CorporateJust about every organization we work with of late has been seeking answers to a seemingly universal question in the non-profit community: “How do we attract more corporate support?”

A fair question, but not when it comes at the exclusion of others, such as, “How do we increase annual giving from individuals?”

Or, “How do we build a pipeline of major gifts prospects from our constituent base?”

Time and time again, surveys of giving in the United States point to the importance of growing giving from individuals and not expecting corporations to become the lifeblood of non-profit organizations. In fact, in 2013 corporate philanthropy accounted for just five percent of all giving (as opposed to 80% that comes from individual gifts and bequests), according to figures released by Giving USA in its annual report. This figure is in keeping with findings in prior years.

Source: Giving USA

Source: Giving USA

This points to the critical importance of non-profit boards and staff alike allocating time and efforts toward relationship-building. Companies – and foundations as well – generally have very clear agendas for their giving programs. It is simply not logical to think that companies should support a non-profit merely because that organization is in a particular community, does good things, and needs more money. A development plan that prioritizes corporate and foundation support over individual giving is leaving as much as 80% of its potential untapped, even if it is successful in increasing institutional support.

In addition, many companies – and an ever-growing number of foundations – look to giving rates among board, staff and constituent base as they consider whether to invest in a non-profit…pointing to the fact that a strong annual giving program is the bedrock of any successful development program.

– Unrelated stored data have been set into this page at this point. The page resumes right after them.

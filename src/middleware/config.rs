use std::collections::HashMap;

use url::Url;

use crate::codec::SealingKey;
use crate::error::Error;
use crate::oauth::ClientCredentials;
use crate::types::Role;

/// One trusted FHIR authorization server.
#[derive(Debug, Clone)]
pub struct IssuerConfig {
    /// Issuer identity; also the FHIR base URL and the `aud` parameter of
    /// the authorization request.
    pub issuer: String,
    pub authorization_endpoint: String,
    pub token_endpoint: String,
    pub revocation_endpoint: Option<String>,
}

/// Resolves confidential-client credentials for an issuer + role pair.
///
/// The portal registers a separate OAuth client per role at each issuer;
/// where those registrations live (env, vault, database) is the consumer's
/// business, so this is a trait seam rather than a concrete store.
pub trait CredentialResolver: Send + Sync {
    fn resolve(&self, issuer: &str, role: Role) -> Option<ClientCredentials>;
}

/// Map-backed resolver, filled from the environment or by hand in tests.
#[derive(Default)]
pub struct StaticCredentials {
    entries: HashMap<(String, Role), ClientCredentials>,
}

impl StaticCredentials {
    #[must_use]
    pub fn new() -> Self {
        Self::default()
    }

    #[must_use]
    pub fn with(mut self, issuer: impl Into<String>, role: Role, creds: ClientCredentials) -> Self {
        self.entries.insert((issuer.into(), role), creds);
        self
    }
}

impl CredentialResolver for StaticCredentials {
    fn resolve(&self, issuer: &str, role: Role) -> Option<ClientCredentials> {
        self.entries.get(&(issuer.to_owned(), role)).cloned()
    }
}

/// Runtime settings shared by the gatekeeper and the auth routes.
#[derive(Clone)]
pub(crate) struct PortalSettings {
    pub(crate) session_lifetime_secs: i64,
    pub(crate) refresh_buffer_ms: i64,
    pub(crate) state_ttl_ms: i64,
    pub(crate) secure_cookies: bool,
    pub(crate) auth_path: String,
    pub(crate) entry_path: String,
    pub(crate) login_page: String,
    pub(crate) public_prefixes: Vec<String>,
    pub(crate) route_roles: Vec<(String, Role)>,
    pub(crate) dashboards: HashMap<Role, String>,
    pub(crate) scopes: HashMap<Role, Vec<String>>,
}

impl PortalSettings {
    pub(crate) fn defaults() -> Self {
        Self {
            session_lifetime_secs: 7 * 24 * 60 * 60,
            refresh_buffer_ms: 300_000,
            state_ttl_ms: 10 * 60 * 1000,
            secure_cookies: true,
            auth_path: "/auth".into(),
            entry_path: "/".into(),
            login_page: "/login".into(),
            public_prefixes: vec![
                "/auth".into(),
                "/login".into(),
                "/assets".into(),
                "/health".into(),
            ],
            route_roles: vec![
                ("/patient".into(), Role::Patient),
                ("/provider".into(), Role::Practitioner),
                ("/api/patient".into(), Role::Patient),
                ("/api/provider".into(), Role::Practitioner),
            ],
            dashboards: HashMap::from([
                (Role::Patient, "/patient/home".to_string()),
                (Role::Practitioner, "/provider/home".to_string()),
            ]),
            scopes: HashMap::from([
                (
                    Role::Patient,
                    vec![
                        "openid".to_string(),
                        "fhirUser".to_string(),
                        "launch/patient".to_string(),
                        "patient/*.read".to_string(),
                        "offline_access".to_string(),
                    ],
                ),
                (
                    Role::Practitioner,
                    vec![
                        "openid".to_string(),
                        "fhirUser".to_string(),
                        "user/*.read".to_string(),
                        "offline_access".to_string(),
                    ],
                ),
            ]),
        }
    }

    pub(crate) fn dashboard(&self, role: Role) -> &str {
        self.dashboards
            .get(&role)
            .map(String::as_str)
            .unwrap_or(self.entry_path.as_str())
    }
}

/// Portal authentication configuration.
///
/// Use [`from_env()`](PortalAuthConfig::from_env) for convention-based setup,
/// or [`new()`](PortalAuthConfig::new) with `with_*` methods for full control.
pub struct PortalAuthConfig {
    pub(crate) sealing_key: SealingKey,
    pub(crate) issuers: Vec<IssuerConfig>,
    pub(crate) settings: PortalSettings,
}

impl PortalAuthConfig {
    /// Config for a single trusted issuer with default settings.
    #[must_use]
    pub fn new(sealing_key: SealingKey, issuer: IssuerConfig) -> Self {
        Self {
            sealing_key,
            issuers: vec![issuer],
            settings: PortalSettings::defaults(),
        }
    }

    /// Create config from environment variables.
    ///
    /// # Required env vars
    /// - `PORTAL_FHIR_ISSUER`: issuer identity / FHIR base URL
    /// - `PORTAL_AUTHORIZE_URL`, `PORTAL_TOKEN_URL`: IdP endpoints
    ///
    /// # Optional env vars
    /// - `PORTAL_REVOKE_URL`: token revocation endpoint
    /// - `PORTAL_SESSION_KEY`: base64 32-byte sealing key (ephemeral when unset)
    /// - `PORTAL_SESSION_LIFETIME`: e.g. `7d`, `2h`, `30m` (default `7d`)
    /// - `PORTAL_REFRESH_BUFFER_MS`: refresh window before expiry (default 300000)
    /// - `DEV_AUTH`: `1`/`true` disables the secure cookie attribute
    ///
    /// # Errors
    ///
    /// Returns [`Error::ConfigMissing`] if required vars are missing or values
    /// fail to parse.
    pub fn from_env() -> Result<Self, Error> {
        let issuer = require_env("PORTAL_FHIR_ISSUER")?;
        let authorization_endpoint = require_env("PORTAL_AUTHORIZE_URL")?;
        let token_endpoint = require_env("PORTAL_TOKEN_URL")?;
        let revocation_endpoint = std::env::var("PORTAL_REVOKE_URL").ok();

        let sealing_key = match std::env::var("PORTAL_SESSION_KEY") {
            Ok(encoded) => SealingKey::from_base64(&encoded)?,
            Err(_) => SealingKey::generate(),
        };

        let mut config = Self::new(
            sealing_key,
            IssuerConfig {
                issuer,
                authorization_endpoint,
                token_endpoint,
                revocation_endpoint,
            },
        );

        if let Ok(lifetime) = std::env::var("PORTAL_SESSION_LIFETIME") {
            config = config.with_session_lifetime(&lifetime)?;
        }
        if let Ok(buffer) = std::env::var("PORTAL_REFRESH_BUFFER_MS") {
            let buffer_ms: i64 = buffer
                .parse()
                .map_err(|e| Error::ConfigMissing(format!("PORTAL_REFRESH_BUFFER_MS: {e}")))?;
            config.settings.refresh_buffer_ms = buffer_ms;
        }
        let dev_auth = matches!(std::env::var("DEV_AUTH").as_deref(), Ok("1") | Ok("true"));
        config.settings.secure_cookies = !dev_auth;

        Ok(config)
    }

    /// Per-role credentials from environment variables
    /// (`PORTAL_PATIENT_CLIENT_ID`/`_SECRET`/`_REDIRECT_URI` and the
    /// `PORTAL_PROVIDER_*` triple), registered against the configured issuer.
    ///
    /// # Errors
    ///
    /// Returns [`Error::ConfigMissing`] when a triple is only partially set
    /// or a redirect URI fails to parse.
    pub fn credentials_from_env(&self) -> Result<StaticCredentials, Error> {
        let mut creds = StaticCredentials::new();
        for (prefix, role) in [
            ("PORTAL_PATIENT", Role::Patient),
            ("PORTAL_PROVIDER", Role::Practitioner),
        ] {
            if let Some(entry) = role_credentials_from_env(prefix)? {
                for issuer in &self.issuers {
                    creds = creds.with(issuer.issuer.clone(), role, entry.clone());
                }
            }
        }
        Ok(creds)
    }

    /// Parse and set the session lifetime from a string like `7d`, `2h`, `30m`.
    ///
    /// # Errors
    ///
    /// Returns [`Error::ConfigMissing`] on an unparsable lifetime.
    pub fn with_session_lifetime(mut self, lifetime: &str) -> Result<Self, Error> {
        self.settings.session_lifetime_secs = parse_lifetime_secs(lifetime)?;
        Ok(self)
    }

    #[must_use]
    pub fn with_issuer(mut self, issuer: IssuerConfig) -> Self {
        self.issuers.push(issuer);
        self
    }

    #[must_use]
    pub fn with_refresh_buffer_ms(mut self, buffer_ms: i64) -> Self {
        self.settings.refresh_buffer_ms = buffer_ms;
        self
    }

    #[must_use]
    pub fn with_secure_cookies(mut self, secure: bool) -> Self {
        self.settings.secure_cookies = secure;
        self
    }

    #[must_use]
    pub fn with_auth_path(mut self, path: impl Into<String>) -> Self {
        self.settings.auth_path = path.into();
        self
    }

    #[must_use]
    pub fn with_public_prefix(mut self, prefix: impl Into<String>) -> Self {
        self.settings.public_prefixes.push(prefix.into());
        self
    }

    #[must_use]
    pub fn with_route_role(mut self, prefix: impl Into<String>, role: Role) -> Self {
        self.settings.route_roles.push((prefix.into(), role));
        self
    }

    #[must_use]
    pub fn with_dashboard(mut self, role: Role, path: impl Into<String>) -> Self {
        self.settings.dashboards.insert(role, path.into());
        self
    }

    #[must_use]
    pub fn with_scopes(mut self, role: Role, scopes: Vec<String>) -> Self {
        self.settings.scopes.insert(role, scopes);
        self
    }
}

fn require_env(name: &str) -> Result<String, Error> {
    std::env::var(name).map_err(|_| Error::ConfigMissing(format!("{name} is required")))
}

fn role_credentials_from_env(prefix: &str) -> Result<Option<ClientCredentials>, Error> {
    let client_id = std::env::var(format!("{prefix}_CLIENT_ID")).ok();
    let client_secret = std::env::var(format!("{prefix}_CLIENT_SECRET")).ok();
    let redirect_uri = std::env::var(format!("{prefix}_REDIRECT_URI")).ok();

    match (client_id, client_secret, redirect_uri) {
        (None, None, None) => Ok(None),
        (Some(client_id), Some(client_secret), Some(redirect_uri)) => {
            let redirect_uri: Url = redirect_uri
                .parse()
                .map_err(|e| Error::ConfigMissing(format!("{prefix}_REDIRECT_URI: {e}")))?;
            Ok(Some(ClientCredentials {
                client_id,
                client_secret,
                redirect_uri,
            }))
        }
        _ => Err(Error::ConfigMissing(format!(
            "{prefix}_CLIENT_ID, {prefix}_CLIENT_SECRET and {prefix}_REDIRECT_URI must be set together"
        ))),
    }
}

/// Parse a session lifetime string (`7d`, `2h`, `30m`, `45s`, or plain
/// seconds) into seconds.
pub(crate) fn parse_lifetime_secs(lifetime: &str) -> Result<i64, Error> {
    let lifetime = lifetime.trim();
    let bad = || Error::ConfigMissing(format!("unparsable session lifetime: {lifetime:?}"));

    if lifetime.is_empty() {
        return Err(bad());
    }
    let (number, unit) = match lifetime.char_indices().last() {
        Some((idx, c)) if c.is_ascii_alphabetic() => (&lifetime[..idx], Some(c)),
        _ => (lifetime, None),
    };
    let value: i64 = number.parse().map_err(|_| bad())?;
    if value <= 0 {
        return Err(bad());
    }
    let secs = match unit {
        None | Some('s') => value,
        Some('m') => value * 60,
        Some('h') => value * 3600,
        Some('d') => value * 86_400,
        Some(_) => return Err(bad()),
    };
    Ok(secs)
}
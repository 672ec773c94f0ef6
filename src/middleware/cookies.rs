use axum_extra::extract::cookie::{Cookie, SameSite};
use time::Duration;

use crate::codec::SealedSession;

/// Volatile half: sealed token bundle. Name is stable across deploys so
/// existing sessions survive a rollout.
pub const TOKEN_COOKIE: &str = "cl_session_t";
/// Stable half: sealed session metadata.
pub const META_COOKIE: &str = "cl_session_m";

fn sealed_cookie(name: &str, value: String, max_age_secs: i64, secure: bool) -> Cookie<'static> {
    Cookie::build((name.to_owned(), value))
        .http_only(true)
        .secure(secure)
        .same_site(SameSite::Strict)
        .path("/")
        .max_age(Duration::seconds(max_age_secs))
        .build()
}

/// Both session cookies for a freshly sealed session.
pub(crate) fn session_cookies(
    sealed: &SealedSession,
    max_age_secs: i64,
    secure: bool,
) -> (Cookie<'static>, Cookie<'static>) {
    (
        sealed_cookie(TOKEN_COOKIE, sealed.token_cipher.clone(), max_age_secs, secure),
        sealed_cookie(META_COOKIE, sealed.meta_cipher.clone(), max_age_secs, secure),
    )
}

/// Replacement token cookie after a refresh; the metadata cookie is untouched.
pub(crate) fn token_cookie(
    token_cipher: String,
    max_age_secs: i64,
    secure: bool,
) -> Cookie<'static> {
    sealed_cookie(TOKEN_COOKIE, token_cipher, max_age_secs, secure)
}

/// Removal cookies for both halves.
pub(crate) fn clear_session_cookies() -> (Cookie<'static>, Cookie<'static>) {
    let clear = |name: &str| {
        Cookie::build((name.to_owned(), String::new()))
            .path("/")
            .max_age(Duration::ZERO)
            .build()
    };
    (clear(TOKEN_COOKIE), clear(META_COOKIE))
}
use base64::Engine;
use base64::engine::general_purpose::URL_SAFE_NO_PAD;
use rand::Rng;
use sha2::{Digest, Sha256};

/// A PKCE verifier and its S256 challenge, generated together at login launch.
///
/// The verifier stays server-side (inside the pending-login record); only the
/// challenge travels to the authorization endpoint.
#[derive(Debug, Clone)]
pub struct PkcePair {
    pub verifier: String,
    pub challenge: String,
}

impl PkcePair {
    /// Generate a fresh verifier (48 random bytes, base64url → 64 chars,
    /// within RFC 7636's 43–128 range) and its `BASE64URL(SHA256(verifier))`
    /// challenge.
    #[must_use]
    pub fn generate() -> Self {
        let verifier = random_token(48);
        let challenge = challenge_for(&verifier);
        Self { verifier, challenge }
    }
}

/// S256 challenge for an existing verifier.
#[must_use]
pub fn challenge_for(verifier: &str) -> String {
    URL_SAFE_NO_PAD.encode(Sha256::digest(verifier.as_bytes()))
}

/// Cryptographically random URL-safe token from `n` random bytes.
///
/// Also used for state-nonce identifiers, so unpredictability is a security
/// requirement here, not a nicety.
#[must_use]
pub fn random_token(n: usize) -> String {
    let mut bytes = vec![0u8; n];
    rand::rng().fill(&mut bytes[..]);
    URL_SAFE_NO_PAD.encode(bytes)
}
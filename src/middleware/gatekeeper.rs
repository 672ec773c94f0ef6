//! Per-request session gatekeeper.
//!
//! Runs ahead of every protected handler: decodes the two session cookies,
//! refreshes the access token when it is inside the refresh buffer, and
//! enforces role-route rules. The decision core is a pure-ish function from
//! an immutable request descriptor (path + cookie values + clock) to an
//! explicit [`GateDecision`]; only the axum wrapper at the bottom touches
//! the actual request and response.
//!
//! No request is ever served on a token known to be expired: the handler is
//! blocked until the (single) refresh attempt resolves, and a failed refresh
//! deterministically ends the session. There is no retry within a request.

use axum::Json;
use axum::extract::{Request, State};
use axum::http::{StatusCode, header::SET_COOKIE};
use axum::middleware::Next;
use axum::response::{IntoResponse, Redirect, Response};
use axum_extra::extract::CookieJar;
use axum_extra::extract::cookie::Cookie;
use serde_json::json;

use crate::oauth::TokenResponse;
use crate::types::{Role, Session, now_ms};

use super::cookies;
use super::state::AuthState;

/// What happens to the request.
#[derive(Debug)]
pub enum GateAction {
    /// Public route: pass through untouched.
    Forward,
    /// Validated (possibly refreshed) session attached for the handler.
    ForwardWith(Box<Session>),
    /// Send the browser elsewhere (entry point or dashboard).
    Redirect(String),
    /// API rejection, JSON body.
    Deny(StatusCode),
}

/// Cookie side effects accompanying the action.
#[derive(Debug)]
pub enum CookieUpdate {
    None,
    /// Refresh succeeded: replace only the volatile token cookie.
    SetToken(String),
    /// Defensive clear of both halves.
    Clear,
}
//! Axum integration: the request gatekeeper, auth routes, and configuration.
//!
//! # Quick start
//!
//! ```rust,ignore
//! use carelink_auth::middleware::{AuthState, PortalAuthConfig, auth_routes, gatekeeper};
//!
//! let config = PortalAuthConfig::from_env()?;
//! let credentials = config.credentials_from_env()?;
//! let state = AuthState::new(config, credentials);
//!
//! let app = axum::Router::new()
//!     .merge(portal_routes())             // your FHIR/UI handlers
//!     .layer(axum::middleware::from_fn_with_state(state.clone(), gatekeeper))
//!     .merge(auth_routes(state));         // login / callback / logout
//! ```
//!
//! Handlers behind the gatekeeper receive the validated session via the
//! [`CurrentSession`] extractor.

mod config;
mod cookies;
mod error;
mod extractor;
mod gatekeeper;
mod routes;
mod state;

pub use config::{
    CredentialResolver, IssuerConfig, PortalAuthConfig, StaticCredentials,
};
pub use cookies::{META_COOKIE, TOKEN_COOKIE};
pub use error::AuthError;
pub use extractor::CurrentSession;
pub use gatekeeper::{CookieUpdate, GateAction, GateDecision, evaluate, gatekeeper};
pub use routes::auth_routes;
pub use state::AuthState;
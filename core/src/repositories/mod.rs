pub mod revocation;

pub use revocation::{
    FailingRevocationRepository, InMemoryRevocationRepository, RevocationRepository,
};
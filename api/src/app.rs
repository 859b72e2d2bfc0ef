//! Application state and factory

use actix_web::{
    body::MessageBody,
    dev::{ServiceFactory, ServiceRequest, ServiceResponse},
    http::{header, StatusCode},
    middleware::{DefaultHeaders, Logger},
    web, App, Error, HttpResponse,
};
use std::sync::Arc;

use tg_core::repositories::RevocationRepository;
use tg_core::services::{
    AuthGate, RevocationLedger, RevocationScheduler, SchedulerConfig, TokenSigner,
};
use tg_shared::config::Secret;

use crate::dto::error::{ErrorResponse, ErrorResponseExt};
use crate::handlers::error::ApiError;
use crate::middleware::{BearerAuth, InternalAuth};
use crate::routes;

/// Largest JSON body accepted by any route
const JSON_LIMIT: usize = 16 * 1024;

/// Shared services behind every handler.
///
/// The ledger backend is chosen at startup, so everything is held behind
/// `dyn RevocationRepository`.
pub struct AppState {
    pub gate: Arc<AuthGate<dyn RevocationRepository>>,
    pub scheduler: Arc<RevocationScheduler<dyn RevocationRepository>>,
    pub internal_key: Option<Secret>,
}

impl AppState {
    pub fn new(
        signer: TokenSigner,
        repository: Arc<dyn RevocationRepository>,
        scheduler: SchedulerConfig,
        internal_key: Option<Secret>,
    ) -> Self {
        let ledger = Arc::new(RevocationLedger::new(repository));
        Self {
            gate: Arc::new(AuthGate::new(Arc::new(signer), ledger.clone())),
            scheduler: Arc::new(RevocationScheduler::new(ledger, scheduler)),
            internal_key,
        }
    }

    pub fn signer(&self) -> &TokenSigner {
        self.gate.signer()
    }

    pub fn ledger(&self) -> &Arc<RevocationLedger<dyn RevocationRepository>> {
        self.gate.ledger()
    }
}

/// Create and configure the application with all dependencies
pub fn create_app(
    app_state: web::Data<AppState>,
) -> App<
    impl ServiceFactory<
        ServiceRequest,
        Config = (),
        Response = ServiceResponse<impl MessageBody>,
        Error = Error,
        InitError = (),
    >,
> {
    let json_config = web::JsonConfig::default()
        .limit(JSON_LIMIT)
        .error_handler(|err, _req| ApiError::Validation(err.to_string()).into());

    App::new()
        .app_data(app_state)
        .app_data(json_config)
        // Responses carry identities and tokens; never cache them.
        .wrap(DefaultHeaders::new().add((header::CACHE_CONTROL, "no-store")))
        .wrap(Logger::default())
        .route("/health", web::get().to(routes::health::health_check))
        .service(
            web::scope("/api/v1").service(
                web::scope("/auth")
                    .wrap(BearerAuth::new())
                    .route("/logout", web::post().to(routes::auth::logout))
                    .route("/me", web::get().to(routes::auth::me)),
            ),
        )
        .service(
            web::scope("/internal")
                .wrap(InternalAuth::new())
                .route("/tokens", web::post().to(routes::internal::issue_token))
                .route("/revocations", web::post().to(routes::internal::revoke_token))
                .route("/cleanup", web::post().to(routes::internal::cleanup)),
        )
        .default_service(web::route().to(not_found))
}

/// Default 404 handler
async fn not_found() -> HttpResponse {
    ErrorResponse::new("not_found", "The requested resource was not found")
        .to_response(StatusCode::NOT_FOUND)
}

Corporate philanthropy is an oxymoron

And make no mistake, these are business investment decisions. For a corporation, any spending decision – including gifts to and sponsorships of non-profit causes – is a business decision, not simply a philanthropic one. Such decisions must have clearly articulated returns on investment (ROI). Exposure, brand-building, new business opportunities, increased sales, low-cost access to and training of future employees…these are all potential returns that companies may look for, among others. Those non-profits that can effectively present meaningful engagement opportunities for companies stand the best chance of securing their philanthropic investments.

People give to people

Ultimately, though, as is often said in fundraising, “people give to people.” Whether an organization is hoping to attract corporate support, foundation grants, or individual gifts, attention must always be paid to the notion that relationships matter. Corporations do make spending decisions, people within them do. Those non-profits that build relationships with people in positions of influence within prospect corporations – and clearly lay out the business proposition of how an investment in the non-profit can advance the company’s goals – stand the best chance of building successful corporate giving programs.

A healthy development program – like any other business plan – should rely upon multiple sources of revenue. Corporate support is but one of these. Annual giving, major gifts, planned giving, grants, special events, earned income opportunities…these are all also pieces of a sustainable program.

Those non-profit boards and staff that feel they should focus on corporate support rather than building pipelines of individual donors are far less likely, then, to realize their potential for attracting philanthropic support either from the corporate sector or from individuals. Those organizations, on the other hand, that invest their time and energy in building meaningful relationships with people – individual donors, corporate representatives, foundation program officers – and tell compelling stories backed by quantifiable data and ROI are the ones that will succeed in the long run.